How India Transformed into an E-Payment Powerhouse

by Atul Loke for The New York Times

Since the introduction

of the Unified Payment Interface (UPI) in 2016, India has rapidly spread electronic payment systems that allow payments to be made simply by scanning a QR code. The New York Times has released a report on what makes the Indian government's digital financial policy successful and how electronic payments are permeating the lives of Indians.

India Embraces Digital Payments Over Cash, Even for a 10-Cent Chai - The New York Times

According to the report, boards and paper printed with QR codes for electronic payments are now seen everywhere in India. For example, a board sticking out of a tree next to a roadside barber getting a haircut, a board sticking out of a pile of roasted peanuts on a snack cart, or a donation box in front of a street performer. is leaning against it.
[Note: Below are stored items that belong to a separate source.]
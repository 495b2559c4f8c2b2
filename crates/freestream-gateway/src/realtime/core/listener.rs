use std::sync::Arc;

use serde_json::Value;

use freestream_core::error::{FreestreamError, Result};
use freestream_core::MessageEnvelope;

use crate::dispatch::{Dispatcher, ListenerEvent};
use crate::realtime::core::{ConnectionWrapper, RawConnection, SessionRegistry};

/// Handshake query parameter carrying the caller-supplied session id.
pub const SESSION_QUERY_KEY: &str = "sessionId";

/// Lifecycle of one transport connection as seen by the listener.
///
/// `Idle -> Open -> Closed`. A rejected open goes straight to `Closed`.
/// Errors are not a state: they always end in a forced close.
#[derive(Debug, Clone, Copy, PartialEq, Eq, Default)]
pub enum ConnectionState {
    #[default]
    Idle,
    Open,
    Closed,
}

/// Drives the session registry and the dispatcher from raw connection
/// lifecycle callbacks.
///
/// Handler failures during open and close are logged and treated as
/// "proceed": registration and unregistration always happen. Handler
/// failures during message handling are returned to the caller.
pub struct EventListener {
    prefix: Arc<str>,
    sessions: Arc<SessionRegistry>,
    dispatcher: Arc<Dispatcher>,
}

impl EventListener {
    pub fn new(
        prefix: impl Into<Arc<str>>,
        sessions: Arc<SessionRegistry>,
        dispatcher: Arc<Dispatcher>,
    ) -> Self {
        Self {
            prefix: prefix.into(),
            sessions,
            dispatcher,
        }
    }

    pub fn prefix(&self) -> &str {
        &self.prefix
    }

    pub fn sessions(&self) -> &SessionRegistry {
        &self.sessions
    }

    pub fn dispatcher(&self) -> &Dispatcher {
        &self.dispatcher
    }

    /// New connection. On success the session is registered and its id is
    /// returned. A missing or duplicate id closes the connection and fires
    /// nothing; a veto from an `Open` handler unregisters and closes it.
    pub async fn on_open(&self, raw: Arc<dyn RawConnection>) -> Result<String> {
        let conn_id = raw.id();

        let Some(session_id) = requested_session_id(raw.as_ref()) else {
            tracing::warn!(%conn_id, "rejecting connection without sessionId");
            raw.close();
            return Err(FreestreamError::MissingSessionId);
        };

        if let Err(e) = self.sessions.register(&session_id, Arc::clone(&raw)) {
            tracing::warn!(%conn_id, session_id = %session_id, error = %e, "rejecting connection");
            raw.close();
            return Err(e);
        }

        let connection = ConnectionWrapper::new(Arc::clone(&raw));
        let open = ListenerEvent::Open {
            connection: &connection,
            clients: self.sessions.as_ref(),
            session_id: &session_id,
        };
        if !self.notify_lenient(&open).await {
            self.sessions.unregister_connection(&session_id, conn_id);
            raw.close();
            tracing::info!(%conn_id, session_id = %session_id, "connection refused by listener");
            return Err(FreestreamError::SessionRejected(session_id));
        }

        tracing::info!(%conn_id, session_id = %session_id, "connection established");

        let after = ListenerEvent::OpenAfter {
            connection: &connection,
            clients: self.sessions.as_ref(),
            session_id: &session_id,
        };
        self.notify_lenient(&after).await;

        Ok(session_id)
    }

    /// Inbound frame. Unknown sessions surface `SessionNotFound` and fire
    /// nothing. Decoding never fails; handler errors are returned as-is.
    pub async fn on_message(&self, raw: &Arc<dyn RawConnection>, payload: &[u8]) -> Result<()> {
        let session_id = self.resolve(raw.as_ref())?;

        let from = ConnectionWrapper::with_envelope(Arc::clone(raw), MessageEnvelope::decode(payload));
        let event = ListenerEvent::Message {
            from: &from,
            envelope: from.envelope(),
            session_id: &session_id,
        };
        self.dispatcher.fire(&event).await?;
        Ok(())
    }

    /// Connection gone. Fires `Close`, then unregisters regardless of what
    /// handlers returned. A connection that never owned a session (rejected
    /// duplicate, missing id) gets `SessionNotFound` and touches nothing.
    pub async fn on_close(&self, raw: &Arc<dyn RawConnection>) -> Result<()> {
        let conn_id = raw.id();
        let session_id = self.resolve(raw.as_ref())?;

        let connection = ConnectionWrapper::new(Arc::clone(raw));
        let close = ListenerEvent::Close {
            connection: &connection,
            clients: self.sessions.as_ref(),
            session_id: &session_id,
        };
        self.notify_lenient(&close).await;

        self.sessions.unregister_connection(&session_id, conn_id);
        tracing::info!(%conn_id, session_id = %session_id, "connection {conn_id} has disconnected");
        Ok(())
    }

    /// Transport failure. Fires `Error` (session optional) and force-closes
    /// the connection whatever handlers return. The registry is left to the
    /// close path.
    pub async fn on_error(&self, raw: &Arc<dyn RawConnection>, error: &FreestreamError) {
        let conn_id = raw.id();
        let session_id = self.resolve(raw.as_ref()).ok();
        tracing::error!(%conn_id, session_id = ?session_id, error = %error, "an error has occurred");

        let connection = ConnectionWrapper::new(Arc::clone(raw));
        let event = ListenerEvent::Error {
            connection: &connection,
            clients: self.sessions.as_ref(),
            session_id: session_id.as_deref(),
            error,
        };
        if let Err(e) = self.dispatcher.fire(&event).await {
            tracing::warn!(%conn_id, error = %e, "error handler failed");
        }

        raw.close();
    }

    /// Directed message from server-side logic to one session.
    pub fn send_to(
        &self,
        session_id: &str,
        event: impl Into<Value>,
        payload: impl Into<Value>,
    ) -> Result<()> {
        let raw = self.sessions.lookup(session_id)?;
        let mut wrapper = ConnectionWrapper::new(raw);
        wrapper.set_event(event).set_session_id(session_id);
        wrapper.send(payload)
    }

    /// Session id this connection requested and currently owns.
    fn resolve(&self, raw: &dyn RawConnection) -> Result<String> {
        let session_id = requested_session_id(raw)
            .ok_or_else(|| FreestreamError::SessionNotFound(format!("connection {}", raw.id())))?;
        let owner = self.sessions.lookup(&session_id)?;
        if owner.id() != raw.id() {
            return Err(FreestreamError::SessionNotFound(session_id));
        }
        Ok(session_id)
    }

    async fn notify_lenient(&self, event: &ListenerEvent<'_>) -> bool {
        match self.dispatcher.fire(event).await {
            Ok(proceed) => proceed,
            Err(e) => {
                tracing::warn!(
                    event = %event.kind().qualified(&self.prefix),
                    error = %e,
                    "listener handler failed; proceeding"
                );
                true
            }
        }
    }
}

fn requested_session_id(raw: &dyn RawConnection) -> Option<String> {
    raw.query_param(SESSION_QUERY_KEY).filter(|id| !id.is_empty())
}
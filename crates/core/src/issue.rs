use serde::{Serialize, Serializer};

use crate::command::CommandKind;

/// A validation problem found while parsing one command string.
///
/// Issues are collected, never thrown: `parse` is total over its input and
/// reports every problem it finds in discovery order. On the wire an issue
/// is its display string, matching the message list the audit records and
/// API responses carry.
#[derive(Debug, Clone, PartialEq, Eq, thiserror::Error)]
pub enum ParseIssue {
    /// The whole command string was empty or all-whitespace.
    #[error("Command string cannot be empty")]
    EmptyInput,

    /// A kind that already holds a stored value appeared again.
    #[error("{} command specified multiple times", .kind.label())]
    Duplicate { kind: CommandKind },

    /// A PBB value outside the fixed orientation set.
    #[error("Invalid jet-bridge angle: {angle}. Must be 0, 90, 180, or 270.")]
    InvalidAngle { angle: i64 },

    /// A bare command keyword with no digits after it.
    #[error("{} command missing {} value.", .kind.label(), .kind.unit())]
    MissingValue { kind: CommandKind },

    /// A token matching no recognized command shape.
    #[error("Unknown command: {token}")]
    UnknownCommand { token: String },

    /// Keyword and digits matched but the value does not fit in an i64.
    #[error("Invalid command format: '{token}'")]
    MalformedNumber { token: String },
}

impl Serialize for ParseIssue {
    fn serialize<S: Serializer>(&self, serializer: S) -> Result<S::Ok, S::Error> {
        serializer.collect_str(self)
    }
}
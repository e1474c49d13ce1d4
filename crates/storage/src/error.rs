/// All errors that can be returned by a CommandStore implementation.
#[derive(Debug, thiserror::Error)]
pub enum StoreError {
    /// No submission with the given id.
    #[error("submission not found: {id}")]
    SubmissionNotFound { id: i64 },

    /// The referenced flight is not known to the backend.
    #[error("flight not found: {flight_id}")]
    FlightNotFound { flight_id: String },

    /// A backend-specific storage error (DB connection, serialization, etc.).
    #[error("storage backend error: {0}")]
    Backend(String),
}
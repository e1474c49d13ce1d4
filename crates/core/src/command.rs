use serde::{Deserialize, Serialize};

/// The closed set of recognized ground-handling command kinds.
///
/// Each kind is addressed on the wire by a fixed keyword (`CHK`, `BAG`,
/// `CLEAN`, `PBB`) followed by an unsigned integer value. Kinds carry no
/// state of their own; parsed values live on [`crate::ParsedCommand`].
#[derive(Debug, Clone, Copy, PartialEq, Eq, Serialize, Deserialize)]
pub enum CommandKind {
    CheckIn,
    Baggage,
    Cleaning,
    JetBridge,
}

/// Keyword-to-kind lookup table, in classification order.
pub const KEYWORDS: [(&str, CommandKind); 4] = [
    ("CHK", CommandKind::CheckIn),
    ("BAG", CommandKind::Baggage),
    ("CLEAN", CommandKind::Cleaning),
    ("PBB", CommandKind::JetBridge),
];

/// The only jet-bridge orientations a passenger boarding bridge supports.
pub const JET_BRIDGE_ANGLES: [i64; 4] = [0, 90, 180, 270];

impl CommandKind {
    /// The wire keyword that introduces this command (`CHK15`, `PBB90`, ...).
    pub fn keyword(&self) -> &'static str {
        match self {
            CommandKind::CheckIn => "CHK",
            CommandKind::Baggage => "BAG",
            CommandKind::Cleaning => "CLEAN",
            CommandKind::JetBridge => "PBB",
        }
    }

    /// Human-readable label used in summaries and error messages.
    pub fn label(&self) -> &'static str {
        match self {
            CommandKind::CheckIn => "Check-in",
            CommandKind::Baggage => "Baggage",
            CommandKind::Cleaning => "Cleaning",
            CommandKind::JetBridge => "Jet-bridge",
        }
    }

    /// What the integer value of this command measures.
    pub fn unit(&self) -> &'static str {
        match self {
            CommandKind::JetBridge => "angle",
            _ => "minutes",
        }
    }
}

#[cfg(test)]
mod tests {
    use super::*;

    #[test]
    fn keyword_table_matches_accessors() {
        for (kw, kind) in KEYWORDS {
            assert_eq!(kind.keyword(), kw);
        }
    }

    #[test]
    fn labels_are_distinct() {
        let labels: std::collections::BTreeSet<&str> =
            KEYWORDS.iter().map(|(_, k)| k.label()).collect();
        assert_eq!(labels.len(), 4);
    }
}
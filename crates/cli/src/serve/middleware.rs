//! HTTP middleware: rate limiting and bearer-token authentication.

use std::sync::Arc;

use axum::extract::{ConnectInfo, State};
use axum::http::{Request, StatusCode};
use axum::middleware::Next;
use axum::response::{IntoResponse, Response};
use axum::Json;

use super::state::AppState;

/// Rate limiting middleware. Checks per-IP request rate before routing.
pub(crate) async fn rate_limit_middleware(
    State(state): State<Arc<AppState>>,
    ConnectInfo(addr): ConnectInfo<std::net::SocketAddr>,
    request: Request<axum::body::Body>,
    next: Next,
) -> Response {
    let ip = addr.ip();
    match state.rate_limiter.check(ip).await {
        Ok(()) => next.run(request).await,
        Err(retry_after) => {
            let body = serde_json::json!({
                "success": false,
                "message": "rate limit exceeded",
                "data": { "retry_after": retry_after },
            });
            (StatusCode::TOO_MANY_REQUESTS, Json(body)).into_response()
        }
    }
}

/// Bearer-token authentication middleware.
///
/// If `TURNAROUND_API_KEY` is set, all requests (except /health) must
/// include either `Authorization: Bearer <key>` or `X-API-Key: <key>`.
pub(crate) async fn auth_middleware(
    State(state): State<Arc<AppState>>,
    request: Request<axum::body::Body>,
    next: Next,
) -> Response {
    let expected_key = match &state.api_key {
        Some(k) => k,
        None => return next.run(request).await, // No auth configured
    };

    // /health is exempt from auth (for load balancer health checks)
    if request.uri().path() == "/health" {
        return next.run(request).await;
    }

    // Check Authorization: Bearer <key>
    let auth_header = request
        .headers()
        .get("authorization")
        .and_then(|v| v.to_str().ok());

    if let Some(auth) = auth_header {
        if let Some(token) = auth.strip_prefix("Bearer ") {
            if token == expected_key {
                return next.run(request).await;
            }
            return super::json_error(StatusCode::FORBIDDEN, "invalid API key").into_response();
        }
    }

    // Check X-API-Key header
    let api_key_header = request
        .headers()
        .get("x-api-key")
        .and_then(|v| v.to_str().ok());

    if let Some(key) = api_key_header {
        if key == expected_key {
            return next.run(request).await;
        }
        return super::json_error(StatusCode::FORBIDDEN, "invalid API key").into_response();
    }

    super::json_error(StatusCode::UNAUTHORIZED, "authentication required").into_response()
}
Even beggars who approach cars on the street and ask for money have QR codes.

by Atul Loke for The New York Times

This QR code belongs to the instant payment system that has revolutionized commerce in India. This homegrown digital network has made doing business in India exponentially easier, and many Indians who used to live in the informal economy are now participating in the formal economy.
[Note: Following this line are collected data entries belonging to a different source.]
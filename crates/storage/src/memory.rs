use std::sync::atomic::{AtomicI64, Ordering};

use async_trait::async_trait;
use tokio::sync::RwLock;

use crate::error::StoreError;
use crate::record::CommandSubmissionRecord;
use crate::traits::CommandStore;

/// In-memory reference backend.
///
/// Insertion order doubles as submission order; ids are monotonic starting
/// at 1. Suitable for the server's default configuration and for tests;
/// nothing survives a restart.
#[derive(Default)]
pub struct MemoryStore {
    submissions: RwLock<Vec<CommandSubmissionRecord>>,
    next_id: AtomicI64,
}

impl MemoryStore {
    pub fn new() -> Self {
        MemoryStore {
            submissions: RwLock::new(Vec::new()),
            next_id: AtomicI64::new(0),
        }
    }
}

#[async_trait]
impl CommandStore for MemoryStore {
    async fn insert_submission(
        &self,
        flight_id: &str,
        command_string: &str,
        parsed: serde_json::Value,
        summary: &str,
        valid: bool,
        submitted_at: &str,
    ) -> Result<CommandSubmissionRecord, StoreError> {
        let record = CommandSubmissionRecord {
            id: self.next_id.fetch_add(1, Ordering::SeqCst) + 1,
            flight_id: flight_id.to_owned(),
            command_string: command_string.to_owned(),
            parsed,
            summary: summary.to_owned(),
            valid,
            submitted_at: submitted_at.to_owned(),
        };
        self.submissions.write().await.push(record.clone());
        Ok(record)
    }

    async fn get_submission(&self, id: i64) -> Result<CommandSubmissionRecord, StoreError> {
        self.submissions
            .read()
            .await
            .iter()
            .find(|r| r.id == id)
            .cloned()
            .ok_or(StoreError::SubmissionNotFound { id })
    }

    async fn list_submissions(
        &self,
        flight_id: &str,
        limit: usize,
    ) -> Result<Vec<CommandSubmissionRecord>, StoreError> {
        let submissions = self.submissions.read().await;
        let mut matching: Vec<CommandSubmissionRecord> = submissions
            .iter()
            .filter(|r| r.flight_id == flight_id)
            .cloned()
            .collect();
        matching.reverse(); // newest first
        if limit > 0 {
            matching.truncate(limit);
        }
        Ok(matching)
    }
}
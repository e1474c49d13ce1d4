//! Application state and rate limiting.

use std::collections::HashMap;
use std::net::IpAddr;
use std::time::Instant;

use tokio::sync::{Mutex, RwLock};

use turnaround_storage::{CommandStore, FlightRecord};

use super::RATE_LIMIT_WINDOW_SECS;

/// Per-IP request tracker: (request count, window start time).
type IpTracker = HashMap<IpAddr, (u64, Instant)>;

/// In-memory per-IP rate limiter.
pub(crate) struct RateLimiter {
    /// Request counts per IP per window.
    tracker: Mutex<IpTracker>,
    /// Maximum requests per window.
    pub(crate) max_requests: u64,
}

impl RateLimiter {
    pub(crate) fn new(max_requests: u64) -> Self {
        Self {
            tracker: Mutex::new(HashMap::new()),
            max_requests,
        }
    }

    /// Check if a request from the given IP is allowed.
    /// Returns Ok(()) if allowed, Err(retry_after_secs) if rate limited.
    pub(crate) async fn check(&self, ip: IpAddr) -> Result<(), u64> {
        let mut tracker = self.tracker.lock().await;
        let now = Instant::now();

        let entry = tracker.entry(ip).or_insert((0, now));

        // Reset window if expired
        let elapsed = now.duration_since(entry.1).as_secs();
        if elapsed >= RATE_LIMIT_WINDOW_SECS {
            entry.0 = 0;
            entry.1 = now;
        }

        entry.0 += 1;
        if entry.0 > self.max_requests {
            let retry_after = RATE_LIMIT_WINDOW_SECS.saturating_sub(elapsed);
            Err(retry_after)
        } else {
            Ok(())
        }
    }
}

/// Application state shared across request handlers.
pub(crate) struct AppState {
    /// Pre-loaded flight roster keyed by flight id.
    pub(crate) flights: RwLock<HashMap<String, FlightRecord>>,
    /// Submission audit backend.
    pub(crate) store: Box<dyn CommandStore>,
    /// Per-IP rate limiter.
    pub(crate) rate_limiter: RateLimiter,
    /// Optional API key for authentication. None = no auth required.
    pub(crate) api_key: Option<String>,
}
//! HTTP route handlers: health, flights, command validation and submission.

use std::sync::Arc;

use axum::extract::{Path, Query, State};
use axum::http::StatusCode;
use axum::response::{IntoResponse, Response};
use axum::Json;
use serde::Deserialize;
use time::format_description::well_known::Rfc3339;
use time::OffsetDateTime;

use turnaround_core::{parse, render};

use super::state::AppState;
use super::{json_error, MAX_COMMAND_SIZE};

/// Construct an envelope success response.
fn json_ok(message: &str, data: serde_json::Value) -> impl IntoResponse {
    (
        StatusCode::OK,
        Json(serde_json::json!({
            "success": true,
            "message": message,
            "data": data,
        })),
    )
}

/// Current time as an RFC 3339 string.
fn now_rfc3339() -> String {
    OffsetDateTime::now_utc()
        .format(&Rfc3339)
        .unwrap_or_default()
}

/// Extract and validate the `command_string` field of a request body.
fn extract_command(body: &serde_json::Value) -> Result<&str, Response> {
    let command = match body.get("command_string").and_then(|v| v.as_str()) {
        Some(c) => c,
        None => {
            return Err(
                json_error(StatusCode::BAD_REQUEST, "missing 'command_string' field")
                    .into_response(),
            )
        }
    };
    if command.len() > MAX_COMMAND_SIZE {
        return Err(json_error(
            StatusCode::BAD_REQUEST,
            "command string exceeds maximum size",
        )
        .into_response());
    }
    Ok(command)
}

/// Fallback handler for unmatched routes.
pub(crate) async fn handle_not_found() -> impl IntoResponse {
    json_error(StatusCode::NOT_FOUND, "not found")
}

/// GET /health
pub(crate) async fn handle_health() -> impl IntoResponse {
    json_ok(
        "ok",
        serde_json::json!({
            "status": "ok",
            "version": turnaround_core::TURNAROUND_VERSION,
        }),
    )
}

/// GET /flights
pub(crate) async fn handle_list_flights(State(state): State<Arc<AppState>>) -> impl IntoResponse {
    let flights = state.flights.read().await;
    let mut roster: Vec<&turnaround_storage::FlightRecord> = flights.values().collect();
    roster.sort_by(|a, b| a.flight_id.cmp(&b.flight_id));
    json_ok(
        "Flights retrieved successfully",
        serde_json::json!({ "flights": roster }),
    )
}

/// POST /commands/validate
///
/// Parse and render without persisting anything. An invalid command string
/// is still a 200: parse problems are payload data, not HTTP errors.
pub(crate) async fn handle_validate(Json(body): Json<serde_json::Value>) -> Response {
    let command = match extract_command(&body) {
        Ok(c) => c,
        Err(response) => return response,
    };

    let parsed = parse(command);
    let summary = render(&parsed);
    json_ok(
        "Command validated successfully",
        serde_json::json!({
            "command_string": command,
            "valid": parsed.is_valid(),
            "parsed": parsed,
            "summary": summary,
        }),
    )
    .into_response()
}

/// POST /flights/{flight_id}/commands
///
/// Parse the command string and persist an audit record against the flight.
/// Invalid parses are persisted too, for diagnostics; the response reports
/// validity and the full error list.
pub(crate) async fn handle_submit(
    State(state): State<Arc<AppState>>,
    Path(flight_id): Path<String>,
    Json(body): Json<serde_json::Value>,
) -> Response {
    let command = match extract_command(&body) {
        Ok(c) => c,
        Err(response) => return response,
    };

    let flight_number = {
        let flights = state.flights.read().await;
        match flights.get(&flight_id) {
            Some(flight) => flight.flight_number.clone(),
            None => {
                return json_error(StatusCode::NOT_FOUND, "Flight not found").into_response()
            }
        }
    };

    let parsed = parse(command);
    let summary = render(&parsed);
    let snapshot = match serde_json::to_value(&parsed) {
        Ok(v) => v,
        Err(e) => {
            return json_error(
                StatusCode::INTERNAL_SERVER_ERROR,
                &format!("failed to serialize parse result: {}", e),
            )
            .into_response()
        }
    };

    let record = match state
        .store
        .insert_submission(
            &flight_id,
            command,
            snapshot,
            &summary,
            parsed.is_valid(),
            &now_rfc3339(),
        )
        .await
    {
        Ok(r) => r,
        Err(e) => {
            return json_error(
                StatusCode::INTERNAL_SERVER_ERROR,
                &format!("failed to store submission: {}", e),
            )
            .into_response()
        }
    };

    json_ok(
        "Work order command submitted successfully",
        serde_json::json!({
            "submission_id": record.id,
            "flight_id": flight_id,
            "flight_number": flight_number,
            "command_string": command,
            "valid": parsed.is_valid(),
            "parsed": parsed,
            "summary": summary,
            "submitted_at": record.submitted_at,
        }),
    )
    .into_response()
}

#[derive(Deserialize)]
pub(crate) struct HistoryParams {
    limit: Option<usize>,
}

/// GET /flights/{flight_id}/commands
pub(crate) async fn handle_history(
    State(state): State<Arc<AppState>>,
    Path(flight_id): Path<String>,
    Query(params): Query<HistoryParams>,
) -> Response {
    {
        let flights = state.flights.read().await;
        if !flights.contains_key(&flight_id) {
            return json_error(StatusCode::NOT_FOUND, "Flight not found").into_response();
        }
    }

    let submissions = match state
        .store
        .list_submissions(&flight_id, params.limit.unwrap_or(0))
        .await
    {
        Ok(s) => s,
        Err(e) => {
            return json_error(
                StatusCode::INTERNAL_SERVER_ERROR,
                &format!("failed to list submissions: {}", e),
            )
            .into_response()
        }
    };

    json_ok(
        "Command history retrieved successfully",
        serde_json::json!({
            "flight_id": flight_id,
            "submissions": submissions,
        }),
    )
    .into_response()
}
Prime Minister Narendra Modi, an advocate of digital public infrastructure, told finance ministers around the world at the 2023 G20 meeting under India's presidency: 'Our digital payments ecosystem will It has evolved as a public good, which has fundamentally changed India's governance,

financial inclusion and liveability.'

At the core of India's digital infrastructure is a national identification number system called Adal . Initiated in 2009 by his predecessor, former Prime Minister Manmohan Singh, the initiative was carried over to Prime Minister Modi and surged ahead over legal challenges that had stalled the initiative for years due to privacy concerns. .
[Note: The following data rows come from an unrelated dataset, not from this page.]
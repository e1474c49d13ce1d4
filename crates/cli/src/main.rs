mod serve;

use std::path::PathBuf;
use std::process;

use clap::{Parser, Subcommand, ValueEnum};

use turnaround_core::{parse, render};

/// Output format for CLI responses.
#[derive(Debug, Clone, Copy, PartialEq, Eq, ValueEnum)]
pub(crate) enum OutputFormat {
    Text,
    Json,
}

/// Ground-handling command toolchain.
#[derive(Parser)]
#[command(
    name = "turnaround",
    version,
    about = "Ground-handling command toolchain"
)]
struct Cli {
    /// Output format (text or json)
    #[arg(long, global = true, default_value = "text", value_enum)]
    output: OutputFormat,

    /// Suppress non-essential output
    #[arg(long, global = true)]
    quiet: bool,

    #[command(subcommand)]
    command: Commands,
}

#[derive(Subcommand)]
enum Commands {
    /// Parse a pipe-delimited command string and report validity
    Parse {
        /// The command string, e.g. "CHK15|BAG25|CLEAN10|PBB90"
        command: String,
    },

    /// Parse a command string and print its human-readable summary
    Summarize {
        /// The command string, e.g. "CHK15|BAG25|CLEAN10|PBB90"
        command: String,
    },

    /// Start the turnaround HTTP API server
    Serve {
        /// Port to listen on
        #[arg(long, default_value = "8080")]
        port: u16,
        /// Flight roster JSON files to pre-load
        #[arg()]
        rosters: Vec<PathBuf>,
    },
}

fn main() {
    let cli = Cli::parse();

    match cli.command {
        Commands::Parse { command } => {
            cmd_parse(&command, cli.output, cli.quiet);
        }
        Commands::Summarize { command } => {
            cmd_summarize(&command, cli.quiet);
        }
        Commands::Serve { port, rosters } => {
            let rt = tokio::runtime::Runtime::new().expect("failed to create tokio runtime");
            if let Err(e) = rt.block_on(serve::start_server(port, rosters)) {
                eprintln!("Server error: {}", e);
                process::exit(1);
            }
        }
    }
}

fn cmd_parse(command: &str, output: OutputFormat, quiet: bool) {
    let result = parse(command);

    if !quiet {
        match output {
            OutputFormat::Json => {
                let pretty = serde_json::to_string_pretty(&result)
                    .unwrap_or_else(|e| format!("serialization error: {}", e));
                println!("{}", pretty);
            }
            OutputFormat::Text => {
                if result.is_valid() {
                    println!("valid");
                } else {
                    println!("invalid");
                    for issue in result.issues() {
                        println!("  - {}", issue);
                    }
                }
                println!("{}", render(&result));
            }
        }
    }

    if !result.is_valid() {
        process::exit(1);
    }
}

fn cmd_summarize(command: &str, quiet: bool) {
    // The summary describes stored fields only; a partially invalid string
    // still summarizes what it captured.
    let result = parse(command);
    if !quiet {
        println!("{}", render(&result));
    }
}
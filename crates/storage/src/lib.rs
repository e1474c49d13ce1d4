mod error;
mod memory;
mod record;
mod traits;

pub use error::StoreError;
pub use memory::MemoryStore;
pub use record::{CommandSubmissionRecord, FlightRecord};
pub use traits::CommandStore;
According to government announcements, as of 2023, 99% of Indian adults will have a biometric-based identification number, and more than 1.3 billion IDs have been issued so far. Nandan Nilekani, founder of Infosys Technologies, a major Indian IT company, who has been involved in India's digital identity system from the beginning, said, ``India was able to achieve new developments because it was a blank slate. 'He said that the lack of old digital infrastructure, which was a relic of the past, was a factor in its success.

by Atul Loke for The New York Times

Thanks to Ardal, anyone can easily have a bank account, and UPI, a real-time payment system, has also spread. According to the Indian Payments Corporation (NPCI) announcement, about 8 billion transactions, worth about $ 200 billion (about 27.325 trillion yen), were made on UPI in January 2023 alone. The payment system is growing exponentially, with nearly 300 million individuals and nearly 50 million merchants already using the system, NPCI said.

The people who feel the benefits of the spread of electronic payments most strongly are the general public in India, who repeatedly make micropayments in their daily lives. India has had a cash-based economy for a long time, but Prime Minister Modi suddenly announced the abolition of high-denomination banknotes in 2016, citing underground money and the eradication of counterfeit bills. While this policy dealt a huge blow to cash-based businesses, it also served as a drastic remedy for promoting a cashless society at once.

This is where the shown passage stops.